As fate would have it, I got kicked out of college here and ended up attending college in America. I still remember when I went to the Honors banquet in my freshman year and a Honda Campus All Star Challenge (HCASC) Quiz team member spoke up about the campus quiz bowl team. HCASC is the Black American Colleges’ version of the Zain Africa Challenge. It is a quiz bowl where different schools play against each other and answer general questions from history to music. He invited us to join and as excited as I was, I did not join in my freshman year as my transition into American life had not easy. Being at a Historically Black University, I might have looked like the rest of my college mates but whenever I spoke my foreign accent stood out and invited questions I had no interest answering. I did not know many people on campus and add to it being a completely new environment, I felt more comfortable staying in my room. My confidence and mental health had also taken a hit after failing medical school and I did not feel confident enough to join the quiz bowl team.
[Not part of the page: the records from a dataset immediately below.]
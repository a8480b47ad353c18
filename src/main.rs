//! # OBD CLI
//!
//! Poll and record OBD-II vehicle telemetry from the command line.
//!
//! Commands:
//! - `list`: print supported pids
//! - `poll`: read each given pid once and print the values
//! - `monitor`: poll `PID:INTERVAL` pairs continuously, persisting every
//!   event as a JSON line to stdout or to rotating (optionally gzipped)
//!   files under the output directory, until interrupted with Ctrl+C

use std::path::PathBuf;
use std::sync::Arc;

use anyhow::{Context, Result};
use clap::{Parser, Subcommand};
use tracing_subscriber;

use obd_cli::transport::{self, ConnectionKind, ConnectionOptions, Transport};
use obd_cli::{monitor, pids, poll};

#[derive(Debug, Parser)]
#[command(name = "obd", version, about = "Poll and record OBD-II vehicle telemetry")]
struct Cli {
    /// Type of connection, valid options are "fake" or "serial"
    #[arg(short, long, global = true, value_enum)]
    connection: Option<ConnectionKind>,

    /// Control connection baudrate, e.g 38400
    #[arg(short, long, global = true)]
    baudrate: Option<u32>,

    /// The interface to use for connection, e.g /dev/tty.serialusb
    #[arg(short, long, global = true)]
    interface: Option<String>,

    #[command(subcommand)]
    command: Command,
}

#[derive(Debug, Subcommand)]
enum Command {
    /// List supported pids that can be passed to "poll" and "monitor"
    List,

    /// Poll for an OBD value(s) specified by one or more pids
    Poll {
        /// Pid codes or names, e.g "2F" or "Fuel Level Input"
        #[arg(required = true)]
        pids: Vec<String>,
    },

    /// Continuously poll pids and record every value
    Monitor {
        /// PID:INTERVAL pairs, e.g 0C:500 to get RPM every 500 milliseconds
        #[arg(required = true)]
        pids: Vec<String>,

        /// Directory to write output files to; omit to print to stdout
        #[arg(short, long)]
        outdir: Option<PathBuf>,

        /// Gzip compress output files
        #[arg(short, long)]
        zip: bool,
    },
}

impl Cli {
    /// Build the transport selected by the global connection flags
    fn transport(&self) -> Result<Arc<dyn Transport>> {
        let kind = self
            .connection
            .context("please specify a valid connection type using option -c")?;

        Ok(transport::create(&ConnectionOptions {
            kind,
            interface: self.interface.clone(),
            baudrate: self.baudrate,
        }))
    }
}

#[tokio::main]
async fn main() -> Result<()> {
    // Initialize logging
    tracing_subscriber::fmt()
        .with_env_filter(
            tracing_subscriber::EnvFilter::from_default_env()
                .add_directive(tracing::Level::INFO.into()),
        )
        .init();

    let cli = Cli::parse();

    match &cli.command {
        Command::List => {
            pids::print_supported();
        }

        Command::Poll { pids } => {
            let transport = cli.transport()?;
            poll::run(pids, transport).await?;
        }

        Command::Monitor { pids, outdir, zip } => {
            let transport = cli.transport()?;
            let options = monitor::MonitorOptions {
                outdir: outdir.clone(),
                zip: *zip,
            };
            monitor::run(pids, options, transport).await?;
        }
    }

    Ok(())
}
//! Development transport that emits synthesized telemetry values.
//!
//! Values sweep the pid's declared range as a triangle wave over a shared
//! tick counter, so output looks alive and is deterministic under test.

use std::sync::atomic::{AtomicU64, Ordering};

use async_trait::async_trait;
use tracing::info;

use crate::error::Result;
use crate::pids::PidDescriptor;
use crate::telemetry::{TelemetryEvent, TelemetryValue};

use super::Transport;

/// Ticks per full sweep of a pid's value range
const SWEEP_STEPS: u64 = 40;

/// Fake vehicle transport
pub struct FakeTransport {
    ticks: AtomicU64,
}

impl FakeTransport {
    pub fn new() -> Self {
        Self { ticks: AtomicU64::new(0) }
    }

    /// Triangle wave over `[min, max]` for the given tick
    fn sweep(pid: &PidDescriptor, tick: u64) -> f64 {
        let half = SWEEP_STEPS / 2;
        let phase = tick % SWEEP_STEPS;
        let rising = phase.min(SWEEP_STEPS - phase);
        pid.min + (pid.max - pid.min) * rising as f64 / half as f64
    }
}

impl Default for FakeTransport {
    fn default() -> Self {
        Self::new()
    }
}

#[async_trait]
impl Transport for FakeTransport {
    async fn connect(&self) -> Result<()> {
        info!("Using fake connection, values are synthesized");
        Ok(())
    }

    async fn query(&self, pid: &PidDescriptor) -> Result<TelemetryEvent> {
        let tick = self.ticks.fetch_add(1, Ordering::Relaxed);
        let value = Self::sweep(pid, tick);
        Ok(TelemetryEvent::now(
            pid.code,
            pid.name,
            TelemetryValue::Number(value),
            pid.unit,
        ))
    }
}

#[cfg(test)]
mod tests {
    use super::*;
    use crate::pids;

    #[tokio::test]
    async fn test_values_stay_in_pid_range() {
        let transport = FakeTransport::new();
        let pid = pids::resolve("0C").unwrap();

        for _ in 0..(SWEEP_STEPS * 2) {
            let event = transport.query(pid).await.unwrap();
            match event.value {
                TelemetryValue::Number(v) => {
                    assert!(v >= pid.min && v <= pid.max, "value {} outside pid range", v);
                }
                TelemetryValue::Text(_) => panic!("fake transport must emit numbers"),
            }
        }
    }

    #[tokio::test]
    async fn test_events_carry_pid_identity() {
        let transport = FakeTransport::new();
        let pid = pids::resolve("2F").unwrap();
        let event = transport.query(pid).await.unwrap();

        assert_eq!(event.pid, "2F");
        assert_eq!(event.name, "Fuel Level Input");
        assert_eq!(event.unit.as_deref(), Some("%"));
    }

    #[test]
    fn test_sweep_is_deterministic() {
        let pid = pids::resolve("0D").unwrap();
        assert_eq!(FakeTransport::sweep(pid, 0), FakeTransport::sweep(pid, SWEEP_STEPS));
        assert_eq!(FakeTransport::sweep(pid, 0), pid.min);
        assert_eq!(FakeTransport::sweep(pid, SWEEP_STEPS / 2), pid.max);
    }
}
During the summer of my freshman year, I resolved that I was going to join the quiz bowl team when school resumed in the fall and I did. From the first practice that I went to, I felt right at home. We would play practice games every Tuesday, Thursday and Saturday in preparation for the regional and national competitions. Our coach Dr.Hill, was very easygoing and friendly, he would invite us for game night at his house and would even make food for us. His cheesecake was a favourite of mine. The more time I played in the team, the more confidence my grew and my time in HCASC is one of my fondest college memories. HCASC gave me the chance to do something that I had always wanted to do, play in a quiz bowl competition and also exposed me to so much knowledge. I made friends and even got to travel to Los Angeles, California twice for the national competition. One of the highlights of going to Los Angeles was getting to spend the day at Disneyland California and that day still remains a favourite except for the roller coaster ride. I hope to see a version of the Zain Africa Challenge start again in the near future. I believe that it would help make college a more enriching experience.
2 thoughts on “HOW PLAY HEALED ME”
I am a firm believer that we already have it in us to survive any situation or condition. Something in our past, upbringing or nature always comes through for us when we need it most.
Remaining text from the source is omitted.